As for my particular use-case, I'm actually generating a Slack message that someone can copy-paste (into Slack); so, all of the text content has to be generated on the server-side.

15,902 Comments

@James,

Ha ha, classic Adam! And looking at his implementation, he's using dateDiff(), which is what I was saying I could use if I did things in seconds instead of milliseconds. Though, he's using it with various dateparts. More or less we're doing the same thing - finding the smallest grouping of time that the date will fit into.

15,902 Comments

Somewhat on track, somewhat off track, I just ran into an interesting edge-case in my application (where I'm formatting dates in this manner). The datetime field in which I'm storing a date in the database only has seconds precision. Which means, when I go to insert the date, some rounding / truncation occurs.

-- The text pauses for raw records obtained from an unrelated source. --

use rand::seq::SliceRandom;
use rand::Rng;

use crate::error::Result;
use crate::math::matrix::Axis;
use crate::network::network::Network;
use crate::optim::sgd::Sgd;
use crate::train::fit_parameters::DataPair;

// ---------------------------------------------------------------------------
// Per-epoch building blocks used by `Trainer::fit`
// ---------------------------------------------------------------------------

/// Applies one random row permutation to both inputs and outputs.
pub(crate) fn shuffle_pair<R: Rng + ?Sized>(pair: &DataPair, rng: &mut R) -> Result<DataPair> {
    let mut indices: Vec<usize> = (0..pair.rows()).collect();
    indices.shuffle(rng);
    Ok(DataPair {
        inputs: pair.inputs.shuffle(&indices, Axis::Col)?,
        outputs: pair.outputs.shuffle(&indices, Axis::Col)?,
    })
}

/// Consecutive row blocks of `batch_size`; the last one may be shorter.
pub(crate) fn batches(pair: &DataPair, batch_size: usize) -> Result<Vec<DataPair>> {
    let n = pair.rows();
    (0..n)
        .step_by(batch_size)
        .map(|start| {
            let stop = (start + batch_size).min(n);
            Ok(DataPair {
                inputs: pair.inputs.row_slice(start, stop, 1)?,
                outputs: pair.outputs.row_slice(start, stop, 1)?,
            })
        })
        .collect()
}

/// One full pass of mini-batch SGD over shuffled training data.
/// Returns the sum of the batch losses.
pub(crate) fn run_one_epoch<R: Rng + ?Sized>(
    network: &mut Network,
    optimizer: &Sgd,
    train: &DataPair,
    batch_size: usize,
    rng: &mut R,
) -> Result<f64> {
    let shuffled = shuffle_pair(train, rng)?;
    let mut total_loss = 0.0;
    for batch in batches(&shuffled, batch_size)? {
        let trained = network.train_batch(&batch.inputs, &batch.outputs)?;
        optimizer.step(network, &trained.gradients)?;
        total_loss += trained.loss;
    }
    Ok(total_loss)
}

/// Sum of the batch losses over `pair`, without gradients.
pub(crate) fn evaluate(network: &Network, pair: &DataPair, batch_size: usize) -> Result<f64> {
    batches(pair, batch_size)?
        .iter()
        .map(|batch| network.calculate_loss(&batch.inputs, &batch.outputs))
        .sum()
}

Consider me inserting this date into the database:

2024-11-16 06:34:00.659

Because I'm in the back-half of the given second, the date actually gets stored in the database as:

2024-11-16 06:34:01 -- rounded up to :01

Now, if I immediately read that date out of the database and use the .fromNow() method to format it, I'll get the result:

In a few seconds

... because the date in the database was rounded-up into the future when compared to the utcNow() call in the ColdFusion server.

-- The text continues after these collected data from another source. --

use serde::{Deserialize, Serialize};

use crate::error::{Error, Result};
use crate::math::matrix::Matrix;
use crate::network::spec::NetworkSpec;
use crate::optim::sgd::SgdSpec;
use crate::train::train_config::TrainConfig;

/// Samples (`inputs`) and their targets (`outputs`), one sample per row.
#[derive(Debug, Clone, Serialize, Deserialize)]
pub struct DataPair {
    pub inputs: Matrix,
    pub outputs: Matrix,
}

impl DataPair {
    pub fn new(inputs: Matrix, outputs: Matrix) -> Result<DataPair> {
        let pair = DataPair { inputs, outputs };
        pair.validate()?;
        Ok(pair)
    }

    pub fn rows(&self) -> usize {
        self.inputs.rows()
    }

    pub fn validate(&self) -> Result<()> {
        if self.inputs.rows() != self.outputs.rows() {
            return Err(Error::ShapeMismatch {
                op: "data pair",
                left: self.inputs.shape(),
                right: self.outputs.shape(),
            });
        }
        Ok(())
    }
}

#[derive(Debug, Clone, Serialize, Deserialize)]
pub struct Dataset {
    pub train: DataPair,
    pub test: DataPair,
    pub valid: DataPair,
}

impl Dataset {
    pub fn new(train: DataPair, test: DataPair, valid: DataPair) -> Dataset {
        Dataset { train, test, valid }
    }

    fn pairs(&self) -> [(&'static str, &DataPair); 3] {
        [
            ("train", &self.train),
            ("test", &self.test),
            ("valid", &self.valid),
        ]
    }

    /// Checks every pair and that all pairs agree on input/output widths.
    pub fn validate(&self, input_size: usize, output_size: usize) -> Result<()> {
        for (name, pair) in self.pairs() {
            pair.validate()?;
            if pair.inputs.cols() != input_size || pair.outputs.cols() != output_size {
                return Err(Error::InvalidConfig(format!(
                    "{name} data is {}->{} wide, network expects {input_size}->{output_size}",
                    pair.inputs.cols(),
                    pair.outputs.cols()
                )));
            }
        }
        Ok(())
    }
}

/// Everything one training run consumes. Each `Trainer` owns its own copy.
#[derive(Debug, Clone, Serialize, Deserialize)]
pub struct FitParameters {
    pub dataset: Dataset,
    pub config: TrainConfig,
    pub network: NetworkSpec,
    pub optimizer: SgdSpec,
}

impl FitParameters {
    pub fn new(
        dataset: Dataset,
        config: TrainConfig,
        network: NetworkSpec,
        optimizer: SgdSpec,
    ) -> FitParameters {
        FitParameters {
            dataset,
            config,
            network,
            optimizer,
        }
    }

    pub fn validate(&self) -> Result<()> {
        self.config.validate()?;
        self.network.validate()?;
        self.optimizer.validate()?;
        let output_size = self
            .network
            .output_size()
            .ok_or_else(|| Error::InvalidConfig("network has no layers".into()))?;
        self.dataset.validate(self.network.input_size, output_size)
    }
}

To accommodate this edge-case in my application, I've added another function, .fromNowDB(), which just subtracts a second or two from the given date before formatting it:

public string function fromNowDB( required date input ) {
	return fromNow( input.add( "s", -1 ) );
}

This just ensures that the rounding/truncation of a database date never accidentally puts the given input into the future. This is very application specific; and, you can probably define a database column to have milliseconds precision; but, I don't need that it my application.

15,902 Comments

@Raymond,

So, I'm looking at the Intl module, and I'm not sure how much mileage I'm going to get out of it. It seems that you have to be very specific with what you want to get out of it. Meaning, with the .fromNow() method, I'm using different units (seconds, hours, days, months, etc) based on the magnitude of the delta. But, it seems that with the Intl.RelativeTimeFormat class, you have to give is specifically which units you are dealing with. So, it seems like I would have to keep all the existing bucketing logic in place, but use the Intl calls just for the last mile to define the string.

I'll have to do some more research; but, I had higher hopes - I thought maybe it would just magically replace my entire need for .fromNow(); but, it seems like maybe it's just a low-level implementation detail.

362 Comments

Yeah, I shoulda been more clear. Both the relative and duration features of Intl are cool, but require you to specify values, and it can be tricky. For example, if my web site is doing a countdown till Christmas, I'd use a relative time unit of days, as that's common ("X days till Christmas!"), but in other scenarios, I may want months, years, or maybe minutes and seconds.

15,902 Comments

No worries - it's still interesting stuff. I'll have to look deeper into it. I haven't historically given much thought to internationalization (I'm still struggling to make my code accessible - it's a learning journey). Will just add it to the list of things I need to learn.